‘God is a liar’: The real reason Albert Einstein believed in God

Google News article Google has added an “accuracy rating” to its search results for Albert Einstein, the American physicist and mathematician who was born in Berlin, Germany in 1921.

The “truth” page for Einstein’s name now includes “God is not a liar”, “God has not been born in Bethlehem” and “God’s name was never spelled ‘Einstein’.”

The change, which was made after a request from The Verge, also allows users to search for “God” or “God-like” and the results are now more accurate.

Einstein’s name is also listed as “Albert Einstein” in Google search results.

The company also added the “God rating” in the search results of the word “God”, but the company says it does not have a way to verify the results.

“Google does not use these terms to suggest a person is religious or otherwise religious, and they’re not used to suggest someone is an atheist,” a Google spokesperson told The Verge.

The changes to Google’s search results were made in a search for Einstein, according to a post on the Google Answers community.

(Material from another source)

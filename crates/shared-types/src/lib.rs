pub mod document;
pub mod types;

pub use document::{DocumentFormat, DocumentStats, ExtractedText, ExtractionError, TextExtractor};
pub use types::{AnalysisResult, ComplianceStatus, DocumentType, Finding, Location, RuleType, Severity};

“Einstein was the first American to win the Nobel Prize in Physics,” the post said.

“He was also the first person to be awarded the Nobel Peace Prize.”

The search results show the Einstein name has been added to the “truth about Albert Einstein” category and the “accurate” category, but the “facts” category remains blank.

The original “facts about Albert” link is still available.

Empire State Building on Google Maps source Google (US) title The world’s tallest building is built on the ground and has been there since 1683 source Google source Google The World’s tallest structure, the Empire State Building in New York, was built on bedrock and has sat there since 1883.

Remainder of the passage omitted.